Work instruction
Write the records out again, unchanged.

Data entries
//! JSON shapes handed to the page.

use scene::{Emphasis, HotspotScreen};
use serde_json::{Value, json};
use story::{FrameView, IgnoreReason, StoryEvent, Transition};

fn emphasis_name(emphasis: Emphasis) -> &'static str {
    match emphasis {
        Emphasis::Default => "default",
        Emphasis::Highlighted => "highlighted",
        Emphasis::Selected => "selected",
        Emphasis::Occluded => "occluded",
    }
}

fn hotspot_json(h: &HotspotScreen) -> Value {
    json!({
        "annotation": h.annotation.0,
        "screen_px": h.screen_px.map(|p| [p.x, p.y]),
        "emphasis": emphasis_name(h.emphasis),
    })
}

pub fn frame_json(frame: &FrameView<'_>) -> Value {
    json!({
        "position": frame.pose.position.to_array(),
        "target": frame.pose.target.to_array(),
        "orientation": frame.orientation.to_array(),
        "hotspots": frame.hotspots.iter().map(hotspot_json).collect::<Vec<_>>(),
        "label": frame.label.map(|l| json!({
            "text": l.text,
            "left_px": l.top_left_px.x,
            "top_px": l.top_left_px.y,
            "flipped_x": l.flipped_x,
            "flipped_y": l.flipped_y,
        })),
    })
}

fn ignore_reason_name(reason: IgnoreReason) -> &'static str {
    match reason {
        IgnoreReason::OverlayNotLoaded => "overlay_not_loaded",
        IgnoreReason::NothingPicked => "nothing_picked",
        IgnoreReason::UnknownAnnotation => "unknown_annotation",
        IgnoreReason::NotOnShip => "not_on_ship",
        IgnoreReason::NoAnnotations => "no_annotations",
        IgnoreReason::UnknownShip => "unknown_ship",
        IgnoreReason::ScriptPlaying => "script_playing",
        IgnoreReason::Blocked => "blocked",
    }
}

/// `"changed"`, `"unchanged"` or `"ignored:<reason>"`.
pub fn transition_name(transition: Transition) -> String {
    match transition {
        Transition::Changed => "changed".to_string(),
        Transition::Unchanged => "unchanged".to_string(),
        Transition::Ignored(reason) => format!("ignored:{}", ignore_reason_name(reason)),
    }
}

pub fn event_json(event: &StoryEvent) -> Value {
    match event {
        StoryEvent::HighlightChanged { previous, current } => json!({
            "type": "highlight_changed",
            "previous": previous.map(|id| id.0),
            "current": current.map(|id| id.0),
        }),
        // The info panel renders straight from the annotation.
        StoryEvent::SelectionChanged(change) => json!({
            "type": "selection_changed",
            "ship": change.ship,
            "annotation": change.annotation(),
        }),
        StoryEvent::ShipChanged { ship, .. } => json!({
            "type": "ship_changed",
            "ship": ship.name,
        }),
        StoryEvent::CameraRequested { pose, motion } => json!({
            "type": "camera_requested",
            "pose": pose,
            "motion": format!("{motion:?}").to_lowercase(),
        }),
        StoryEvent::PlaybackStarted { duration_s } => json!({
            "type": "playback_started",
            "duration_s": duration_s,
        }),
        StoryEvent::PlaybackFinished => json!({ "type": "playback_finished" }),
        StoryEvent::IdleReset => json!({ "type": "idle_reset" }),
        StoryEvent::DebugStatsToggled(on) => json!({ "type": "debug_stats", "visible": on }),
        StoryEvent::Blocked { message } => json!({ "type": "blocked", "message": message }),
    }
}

Written answer
//! JSON shapes handed to the page.

use scene::{Emphasis, HotspotScreen};
use serde_json::{Value, json};
use story::{FrameView, IgnoreReason, StoryEvent, Transition};

fn emphasis_name(emphasis: Emphasis) -> &'static str {
    match emphasis {
        Emphasis::Default => "default",
        Emphasis::Highlighted => "highlighted",
        Emphasis::Selected => "selected",
        Emphasis::Occluded => "occluded",
    }
}

fn hotspot_json(h: &HotspotScreen) -> Value {
    json!({
        "annotation": h.annotation.0,
        "screen_px": h.screen_px.map(|p| [p.x, p.y]),
        "emphasis": emphasis_name(h.emphasis),
    })
}

pub fn frame_json(frame: &FrameView<'_>) -> Value {
    json!({
        "position": frame.pose.position.to_array(),
        "target": frame.pose.target.to_array(),
        "orientation": frame.orientation.to_array(),
        "hotspots": frame.hotspots.iter().map(hotspot_json).collect::<Vec<_>>(),
        "label": frame.label.map(|l| json!({
            "text": l.text,
            "left_px": l.top_left_px.x,
            "top_px": l.top_left_px.y,
            "flipped_x": l.flipped_x,
            "flipped_y": l.flipped_y,
        })),
    })
}

fn ignore_reason_name(reason: IgnoreReason) -> &'static str {
    match reason {
        IgnoreReason::OverlayNotLoaded => "overlay_not_loaded",
        IgnoreReason::NothingPicked => "nothing_picked",
        IgnoreReason::UnknownAnnotation => "unknown_annotation",
        IgnoreReason::NotOnShip => "not_on_ship",
        IgnoreReason::NoAnnotations => "no_annotations",
        IgnoreReason::UnknownShip => "unknown_ship",
        IgnoreReason::ScriptPlaying => "script_playing",
        IgnoreReason::Blocked => "blocked",
    }
}

/// `"changed"`, `"unchanged"` or `"ignored:<reason>"`.
pub fn transition_name(transition: Transition) -> String {
    match transition {
        Transition::Changed => "changed".to_string(),
        Transition::Unchanged => "unchanged".to_string(),
        Transition::Ignored(reason) => format!("ignored:{}", ignore_reason_name(reason)),
    }
}

pub fn event_json(event: &StoryEvent) -> Value {
    match event {
        StoryEvent::HighlightChanged { previous, current } => json!({
            "type": "highlight_changed",
            "previous": previous.map(|id| id.0),
            "current": current.map(|id| id.0),
        }),
        // The info panel renders straight from the annotation.
        StoryEvent::SelectionChanged(change) => json!({
            "type": "selection_changed",
            "ship": change.ship,
            "annotation": change.annotation(),
        }),
        StoryEvent::ShipChanged { ship, .. } => json!({
            "type": "ship_changed",
            "ship": ship.name,
        }),
        StoryEvent::CameraRequested { pose, motion } => json!({
            "type": "camera_requested",
            "pose": pose,
            "motion": format!("{motion:?}").to_lowercase(),
        }),
        StoryEvent::PlaybackStarted { duration_s } => json!({
            "type": "playback_started",
            "duration_s": duration_s,
        }),
        StoryEvent::PlaybackFinished => json!({ "type": "playback_finished" }),
        StoryEvent::IdleReset => json!({ "type": "idle_reset" }),
        StoryEvent::DebugStatsToggled(on) => json!({ "type": "debug_stats", "visible": on }),
        StoryEvent::Blocked { message } => json!({ "type": "blocked", "message": message }),
    }
}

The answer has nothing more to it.